## [Dataset extract]
____

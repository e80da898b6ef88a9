//! End-to-end scenarios for the bridge operations against a mock session.

use std::path::Path;
use std::sync::Arc;

use matlab_mcp::config::ScratchConfig;
use matlab_mcp::session::{MockBehavior, MockCall, MockSession};
use matlab_mcp::{
    Bridge, ExecutionEngine, ExecutionStage, GetVariableResponse, JsonValue, NativeValue,
    RunCodeResponse, SessionError,
};

fn bridge_with(session: MockSession, scratch_dir: &Path) -> (Bridge, Arc<MockSession>) {
    let session = Arc::new(session);
    let engine = ExecutionEngine::new(ScratchConfig {
        directory: Some(scratch_dir.to_path_buf()),
        ..ScratchConfig::default()
    });
    (Bridge::new(session.clone(), engine), session)
}

fn scratch_is_empty(dir: &Path) -> bool {
    std::fs::read_dir(dir).unwrap().next().is_none()
}

#[tokio::test]
async fn assignment_runs_as_script() {
    let dir = tempfile::tempdir().unwrap();
    let (bridge, session) = bridge_with(MockSession::new(), dir.path());

    let response = bridge.run_code("x = 5;".to_string()).await;

    match response {
        RunCodeResponse::Success { output } => assert!(output.contains("via script")),
        other => panic!("expected success, got {:?}", other),
    }
    assert_eq!(session.capture_calls(), 0);
    assert!(scratch_is_empty(dir.path()));
}

#[tokio::test]
async fn bare_expression_falls_back_to_capture() {
    let dir = tempfile::tempdir().unwrap();
    let session = MockSession::new()
        .with_script(MockBehavior::Fail(SessionError::Execution(
            "Expression statements are not allowed in this script".to_string(),
        )))
        .with_capture(MockBehavior::Return("\nans =\n\n     2\n\n".to_string()));
    let (bridge, session) = bridge_with(session, dir.path());

    let response = bridge.run_code("1 + 1".to_string()).await;

    match response {
        RunCodeResponse::Success { output } => assert!(output.contains('2')),
        other => panic!("expected success, got {:?}", other),
    }
    let calls = session.calls();
    assert!(matches!(calls[0], MockCall::ExecuteScript { .. }));
    assert_eq!(calls[1], MockCall::EvaluateCapture("1 + 1".to_string()));
    assert!(scratch_is_empty(dir.path()));
}

#[tokio::test]
async fn scratch_io_failure_skips_capture() {
    let dir = tempfile::tempdir().unwrap();
    let (bridge, session) = bridge_with(MockSession::new(), &dir.path().join("missing"));

    let response = bridge.run_code("x = 1;".to_string()).await;

    let json = serde_json::to_value(&response).unwrap();
    assert_eq!(json["status"], "error");
    assert_eq!(json["error_type"], "IOFault");
    assert_eq!(json["stage"], "FileRun");
    assert!(session.calls().is_empty());
    assert!(matches!(
        response,
        RunCodeResponse::Error {
            stage: Some(ExecutionStage::FileRun),
            ..
        }
    ));
}

#[tokio::test]
async fn empty_variable_name_is_rejected() {
    let dir = tempfile::tempdir().unwrap();
    let (bridge, session) = bridge_with(MockSession::new(), dir.path());

    let response = bridge.get_variable(String::new()).await;

    let json = serde_json::to_value(&response).unwrap();
    assert_eq!(json["status"], "error");
    assert_eq!(json["error_type"], "InvalidArgument");
    assert!(!json["message"].as_str().unwrap().is_empty());
    assert!(session.calls().is_empty());
}

#[tokio::test]
async fn missing_variable_is_not_found() {
    let dir = tempfile::tempdir().unwrap();
    let (bridge, session) = bridge_with(MockSession::new(), dir.path());

    let response = bridge.get_variable("x".to_string()).await;

    let json = serde_json::to_value(&response).unwrap();
    assert_eq!(json["error_type"], "NotFound");
    assert!(!session
        .calls()
        .iter()
        .any(|c| matches!(c, MockCall::WorkspaceGet(_))));
}

#[tokio::test]
async fn matrix_variable_round_trips_as_nested_lists() {
    let dir = tempfile::tempdir().unwrap();
    let session = MockSession::new().with_variable(
        "M",
        NativeValue::NumericArray {
            shape: vec![2, 3],
            data: vec![1.0, 2.0, 3.0, 4.0, 5.0, 6.0],
        },
    );
    let (bridge, _) = bridge_with(session, dir.path());

    let response = bridge.get_variable("M".to_string()).await;

    let GetVariableResponse::Success { variable, value } = &response else {
        panic!("expected success, got {:?}", response);
    };
    assert_eq!(variable, "M");
    let JsonValue::List(rows) = value else {
        panic!("expected rows");
    };
    assert_eq!(rows.len(), 2);

    let text = serde_json::to_string(&response).unwrap();
    let parsed: serde_json::Value = serde_json::from_str(&text).unwrap();
    assert_eq!(
        parsed["value"],
        serde_json::json!([[1.0, 2.0, 3.0], [4.0, 5.0, 6.0]])
    );
}

#[tokio::test]
async fn struct_variable_degrades_to_string() {
    let dir = tempfile::tempdir().unwrap();
    let session = MockSession::new().with_variable(
        "s",
        NativeValue::Opaque {
            type_tag: "struct".to_string(),
            display: None,
        },
    );
    let (bridge, _) = bridge_with(session, dir.path());

    let response = bridge.get_variable("s".to_string()).await;

    let json = serde_json::to_value(&response).unwrap();
    assert_eq!(json["status"], "success");
    assert_eq!(json["value"], "Unserializable MATLAB type: struct");
}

____

## [Goal of the exercise]
Check every line above for the string "contains" and copy those that have it.

## [Response area]
        RunCodeResponse::Success { output } => assert!(output.contains("via script")),
        RunCodeResponse::Success { output } => assert!(output.contains('2')),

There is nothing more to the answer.